▶

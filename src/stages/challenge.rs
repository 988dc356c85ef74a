//! Stage 3: a challenge built to surface catalog mistakes.

use serde::{Deserialize, Serialize};
use serde_json::{json, Map, Value};
use std::sync::Arc;

use super::{required_text, string_list, unpack, ContentKind, ErrorCatalog, StageRun, TopicFocus};
use crate::llm::{ModelInvoker, ModelTier, ToolDefinition};
use crate::prompts;
use crate::rewards::RewardScorer;
use crate::validation::assessment::{SPAN_CLOSE, SPAN_OPEN};

const MIN_REQUIREMENTS: usize = 4;
const MAX_REQUIREMENTS: usize = 6;

/// A task for the probed tiers.
#[derive(Debug, Clone, PartialEq, Serialize, Deserialize)]
pub struct Challenge {
    pub title: String,
    pub question_text: String,
    pub context: String,
    pub artifact_type: ContentKind,
    pub requirements: Vec<String>,
    pub success_criteria: String,
    /// Catalog mistakes the challenge is meant to provoke.
    pub target_error_patterns: Vec<String>,
}

impl Challenge {
    /// Accept a raw challenge, or report every violation.
    ///
    /// Target patterns are narrowed to canonical catalog names.
    pub fn from_object(object: &Map<String, Value>, catalog: &ErrorCatalog) -> Result<Self, Vec<String>> {
        let mut issues = Vec::new();

        let title = required_text(object, "title", &mut issues);
        let question_text = required_text(object, "question_text", &mut issues);
        let context = required_text(object, "context", &mut issues);
        let success_criteria = required_text(object, "success_criteria", &mut issues);

        let artifact_type = object
            .get("artifact_type")
            .and_then(Value::as_str)
            .and_then(ContentKind::parse);
        if artifact_type.is_none() {
            issues.push(format!(
                "`artifact_type` must be one of: {}.",
                ContentKind::labels()
            ));
        }

        let requirements = string_list(object.get("requirements"));
        if !(MIN_REQUIREMENTS..=MAX_REQUIREMENTS).contains(&requirements.len()) {
            issues.push(format!(
                "`requirements` must list between {} and {} items (found {}).",
                MIN_REQUIREMENTS,
                MAX_REQUIREMENTS,
                requirements.len()
            ));
        }

        for (field, text) in [("title", &title), ("question_text", &question_text)] {
            if text.contains(SPAN_OPEN) || text.contains(SPAN_CLOSE) {
                issues.push(format!(
                    "`{}` must not contain pre-marked <<...>> spans.",
                    field
                ));
            }
        }

        let mut target_error_patterns: Vec<String> = Vec::new();
        for target in string_list(object.get("target_error_patterns")) {
            if let Some(name) = catalog.canonical_name(&target) {
                if !target_error_patterns.iter().any(|t| t == name) {
                    target_error_patterns.push(name.to_string());
                }
            }
        }

        match artifact_type {
            Some(artifact_type) if issues.is_empty() => Ok(Self {
                title,
                question_text,
                context,
                artifact_type,
                requirements,
                success_criteria,
                target_error_patterns,
            }),
            _ => Err(issues),
        }
    }
}

fn challenge_tool() -> ToolDefinition {
    let kinds: Vec<&str> = ContentKind::ALL.iter().map(ContentKind::as_str).collect();
    ToolDefinition::function(
        "strategic_challenge",
        "Return a challenge whose natural solution exposes the targeted mistakes",
        json!({
            "type": "object",
            "properties": {
                "title": { "type": "string" },
                "question_text": { "type": "string" },
                "context": { "type": "string" },
                "artifact_type": { "type": "string", "enum": kinds },
                "requirements": {
                    "type": "array",
                    "items": { "type": "string" },
                    "minItems": MIN_REQUIREMENTS,
                    "maxItems": MAX_REQUIREMENTS
                },
                "success_criteria": { "type": "string" },
                "target_error_patterns": { "type": "array", "items": { "type": "string" } }
            },
            "required": [
                "title", "question_text", "context", "artifact_type",
                "requirements", "success_criteria"
            ],
        }),
    )
}

/// Produces a [`Challenge`], steered by feedback from failed attempts.
pub struct ChallengeStage {
    invoker: Arc<ModelInvoker>,
    scorer: RewardScorer,
}

impl ChallengeStage {
    pub fn new(invoker: Arc<ModelInvoker>, scorer: RewardScorer) -> Self {
        Self { invoker, scorer }
    }

    pub async fn generate(
        &self,
        focus: &TopicFocus,
        catalog: &ErrorCatalog,
        feedback: &[String],
    ) -> StageRun<Challenge> {
        let tier = ModelTier::Strong;
        let names = catalog.names();
        let prompt = prompts::build_challenge_prompt(focus, &names, feedback);
        let reply = unpack(
            self.invoker
                .invoke_structured(tier, &prompt, challenge_tool())
                .await,
        );
        let rewards = self.scorer.score_challenge(&reply.value(), &names);

        let (output, issues) = match reply.object.as_ref() {
            Ok(object) => match Challenge::from_object(object, catalog) {
                Ok(challenge) => (Some(challenge), Vec::new()),
                Err(issues) => (None, issues),
            },
            Err(reason) => (None, vec![reason.clone()]),
        };
        if !issues.is_empty() {
            tracing::warn!(subtopic = %focus.subtopic, issues = ?issues, "Rejected challenge");
        }

        StageRun {
            output,
            tier,
            model: self.invoker.model_for(tier).to_string(),
            raw_output: reply.raw,
            issues,
            rewards,
        }
    }
}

◀

Print every entry exactly.

__Result__
filename src/stages/challenge.rs
repository 988dc356c85ef74a
//! Stage 3: a challenge built to surface catalog mistakes.

use serde::{Deserialize, Serialize};
use serde_json::{json, Map, Value};
use std::sync::Arc;

use super::{required_text, string_list, unpack, ContentKind, ErrorCatalog, StageRun, TopicFocus};
use crate::llm::{ModelInvoker, ModelTier, ToolDefinition};
use crate::prompts;
use crate::rewards::RewardScorer;
use crate::validation::assessment::{SPAN_CLOSE, SPAN_OPEN};

const MIN_REQUIREMENTS: usize = 4;
const MAX_REQUIREMENTS: usize = 6;

/// A task for the probed tiers.
#[derive(Debug, Clone, PartialEq, Serialize, Deserialize)]
pub struct Challenge {
    pub title: String,
    pub question_text: String,
    pub context: String,
    pub artifact_type: ContentKind,
    pub requirements: Vec<String>,
    pub success_criteria: String,
    /// Catalog mistakes the challenge is meant to provoke.
    pub target_error_patterns: Vec<String>,
}

impl Challenge {
    /// Accept a raw challenge, or report every violation.
    ///
    /// Target patterns are narrowed to canonical catalog names.
    pub fn from_object(object: &Map<String, Value>, catalog: &ErrorCatalog) -> Result<Self, Vec<String>> {
        let mut issues = Vec::new();

        let title = required_text(object, "title", &mut issues);
        let question_text = required_text(object, "question_text", &mut issues);
        let context = required_text(object, "context", &mut issues);
        let success_criteria = required_text(object, "success_criteria", &mut issues);

        let artifact_type = object
            .get("artifact_type")
            .and_then(Value::as_str)
            .and_then(ContentKind::parse);
        if artifact_type.is_none() {
            issues.push(format!(
                "`artifact_type` must be one of: {}.",
                ContentKind::labels()
            ));
        }

        let requirements = string_list(object.get("requirements"));
        if !(MIN_REQUIREMENTS..=MAX_REQUIREMENTS).contains(&requirements.len()) {
            issues.push(format!(
                "`requirements` must list between {} and {} items (found {}).",
                MIN_REQUIREMENTS,
                MAX_REQUIREMENTS,
                requirements.len()
            ));
        }

        for (field, text) in [("title", &title), ("question_text", &question_text)] {
            if text.contains(SPAN_OPEN) || text.contains(SPAN_CLOSE) {
                issues.push(format!(
                    "`{}` must not contain pre-marked <<...>> spans.",
                    field
                ));
            }
        }

        let mut target_error_patterns: Vec<String> = Vec::new();
        for target in string_list(object.get("target_error_patterns")) {
            if let Some(name) = catalog.canonical_name(&target) {
                if !target_error_patterns.iter().any(|t| t == name) {
                    target_error_patterns.push(name.to_string());
                }
            }
        }

        match artifact_type {
            Some(artifact_type) if issues.is_empty() => Ok(Self {
                title,
                question_text,
                context,
                artifact_type,
                requirements,
                success_criteria,
                target_error_patterns,
            }),
            _ => Err(issues),
        }
    }
}

fn challenge_tool() -> ToolDefinition {
    let kinds: Vec<&str> = ContentKind::ALL.iter().map(ContentKind::as_str).collect();
    ToolDefinition::function(
        "strategic_challenge",
        "Return a challenge whose natural solution exposes the targeted mistakes",
        json!({
            "type": "object",
            "properties": {
                "title": { "type": "string" },
                "question_text": { "type": "string" },
                "context": { "type": "string" },
                "artifact_type": { "type": "string", "enum": kinds },
                "requirements": {
                    "type": "array",
                    "items": { "type": "string" },
                    "minItems": MIN_REQUIREMENTS,
                    "maxItems": MAX_REQUIREMENTS
                },
                "success_criteria": { "type": "string" },
                "target_error_patterns": { "type": "array", "items": { "type": "string" } }
            },
            "required": [
                "title", "question_text", "context", "artifact_type",
                "requirements", "success_criteria"
            ],
        }),
    )
}

/// Produces a [`Challenge`], steered by feedback from failed attempts.
pub struct ChallengeStage {
    invoker: Arc<ModelInvoker>,
    scorer: RewardScorer,
}

impl ChallengeStage {
    pub fn new(invoker: Arc<ModelInvoker>, scorer: RewardScorer) -> Self {
        Self { invoker, scorer }
    }

    pub async fn generate(
        &self,
        focus: &TopicFocus,
        catalog: &ErrorCatalog,
        feedback: &[String],
    ) -> StageRun<Challenge> {
        let tier = ModelTier::Strong;
        let names = catalog.names();
        let prompt = prompts::build_challenge_prompt(focus, &names, feedback);
        let reply = unpack(
            self.invoker
                .invoke_structured(tier, &prompt, challenge_tool())
                .await,
        );
        let rewards = self.scorer.score_challenge(&reply.value(), &names);

        let (output, issues) = match reply.object.as_ref() {
            Ok(object) => match Challenge::from_object(object, catalog) {
                Ok(challenge) => (Some(challenge), Vec::new()),
                Err(issues) => (None, issues),
            },
            Err(reason) => (None, vec![reason.clone()]),
        };
        if !issues.is_empty() {
            tracing::warn!(subtopic = %focus.subtopic, issues = ?issues, "Rejected challenge");
        }

        StageRun {
            output,
            tier,
            model: self.invoker.model_for(tier).to_string(),
            raw_output: reply.raw,
            issues,
            rewards,
        }
    }
}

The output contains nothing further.